WORK INSTRUCTION
Read through the listing and copy every line that contains the word "exchanges".

[Opening SUPPLIED RECORDS section]

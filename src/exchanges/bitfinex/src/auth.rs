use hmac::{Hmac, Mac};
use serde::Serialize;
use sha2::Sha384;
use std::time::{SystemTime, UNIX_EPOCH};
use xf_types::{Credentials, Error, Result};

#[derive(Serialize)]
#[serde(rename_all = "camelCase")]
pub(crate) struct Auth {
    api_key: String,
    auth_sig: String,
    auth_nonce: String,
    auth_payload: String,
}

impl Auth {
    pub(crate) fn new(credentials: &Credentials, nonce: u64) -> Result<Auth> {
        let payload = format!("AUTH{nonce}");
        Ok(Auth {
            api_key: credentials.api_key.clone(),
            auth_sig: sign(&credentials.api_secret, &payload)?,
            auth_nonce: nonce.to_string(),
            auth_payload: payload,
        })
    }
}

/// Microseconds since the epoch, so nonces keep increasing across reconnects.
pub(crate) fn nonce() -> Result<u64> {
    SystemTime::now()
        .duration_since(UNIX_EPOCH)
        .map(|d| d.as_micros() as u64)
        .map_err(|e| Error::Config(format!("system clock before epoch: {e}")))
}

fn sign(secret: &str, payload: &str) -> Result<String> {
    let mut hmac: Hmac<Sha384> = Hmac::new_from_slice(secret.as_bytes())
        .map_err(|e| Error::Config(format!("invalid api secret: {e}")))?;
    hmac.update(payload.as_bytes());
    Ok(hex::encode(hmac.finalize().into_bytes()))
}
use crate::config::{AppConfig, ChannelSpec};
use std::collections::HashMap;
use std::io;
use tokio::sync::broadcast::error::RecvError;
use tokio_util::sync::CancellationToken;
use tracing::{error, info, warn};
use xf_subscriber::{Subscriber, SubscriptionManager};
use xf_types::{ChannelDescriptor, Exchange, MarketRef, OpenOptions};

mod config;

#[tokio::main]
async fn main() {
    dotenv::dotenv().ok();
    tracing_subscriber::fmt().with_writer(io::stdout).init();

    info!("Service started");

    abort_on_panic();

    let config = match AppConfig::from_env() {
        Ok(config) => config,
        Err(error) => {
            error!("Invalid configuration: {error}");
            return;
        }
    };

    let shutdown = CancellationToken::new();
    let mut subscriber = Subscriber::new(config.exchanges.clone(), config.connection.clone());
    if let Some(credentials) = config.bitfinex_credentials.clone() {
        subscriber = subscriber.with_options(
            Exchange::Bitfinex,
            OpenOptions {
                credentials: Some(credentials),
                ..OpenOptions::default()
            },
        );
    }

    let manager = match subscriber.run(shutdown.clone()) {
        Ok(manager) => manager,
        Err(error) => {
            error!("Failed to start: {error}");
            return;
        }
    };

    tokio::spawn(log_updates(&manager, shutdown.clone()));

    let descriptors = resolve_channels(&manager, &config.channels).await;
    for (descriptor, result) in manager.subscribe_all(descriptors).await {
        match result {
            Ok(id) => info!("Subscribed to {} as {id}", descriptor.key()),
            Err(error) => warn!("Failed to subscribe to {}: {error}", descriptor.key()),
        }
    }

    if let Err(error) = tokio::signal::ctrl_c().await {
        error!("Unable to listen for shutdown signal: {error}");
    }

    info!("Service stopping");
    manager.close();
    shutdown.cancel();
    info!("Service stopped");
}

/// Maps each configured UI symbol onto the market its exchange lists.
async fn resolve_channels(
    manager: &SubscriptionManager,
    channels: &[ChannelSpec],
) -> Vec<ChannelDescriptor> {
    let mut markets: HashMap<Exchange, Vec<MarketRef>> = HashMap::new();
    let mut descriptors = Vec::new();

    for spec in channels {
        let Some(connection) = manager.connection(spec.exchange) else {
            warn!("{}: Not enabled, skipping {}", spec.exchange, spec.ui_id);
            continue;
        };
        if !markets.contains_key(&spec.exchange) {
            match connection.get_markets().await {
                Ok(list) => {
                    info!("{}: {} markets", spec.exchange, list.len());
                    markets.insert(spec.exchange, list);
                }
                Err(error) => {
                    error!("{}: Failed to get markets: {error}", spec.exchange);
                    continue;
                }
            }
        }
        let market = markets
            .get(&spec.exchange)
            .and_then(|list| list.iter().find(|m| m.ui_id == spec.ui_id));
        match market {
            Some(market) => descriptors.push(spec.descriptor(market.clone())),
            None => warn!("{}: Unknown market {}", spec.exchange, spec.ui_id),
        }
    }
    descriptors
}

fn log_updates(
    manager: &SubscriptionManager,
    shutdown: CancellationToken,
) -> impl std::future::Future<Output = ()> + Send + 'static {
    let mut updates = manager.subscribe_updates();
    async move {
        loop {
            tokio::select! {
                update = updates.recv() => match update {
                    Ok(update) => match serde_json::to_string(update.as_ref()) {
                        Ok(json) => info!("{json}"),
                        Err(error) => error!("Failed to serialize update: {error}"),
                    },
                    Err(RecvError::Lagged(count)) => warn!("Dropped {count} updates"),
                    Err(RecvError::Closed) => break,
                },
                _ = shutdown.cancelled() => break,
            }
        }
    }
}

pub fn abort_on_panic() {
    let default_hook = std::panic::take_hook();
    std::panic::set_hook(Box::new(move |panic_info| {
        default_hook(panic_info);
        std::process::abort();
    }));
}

[Closing SUPPLIED RECORDS section]

TASK RESPONSE
filename src/exchanges/bitfinex/src/auth.rs
    let mut subscriber = Subscriber::new(config.exchanges.clone(), config.connection.clone());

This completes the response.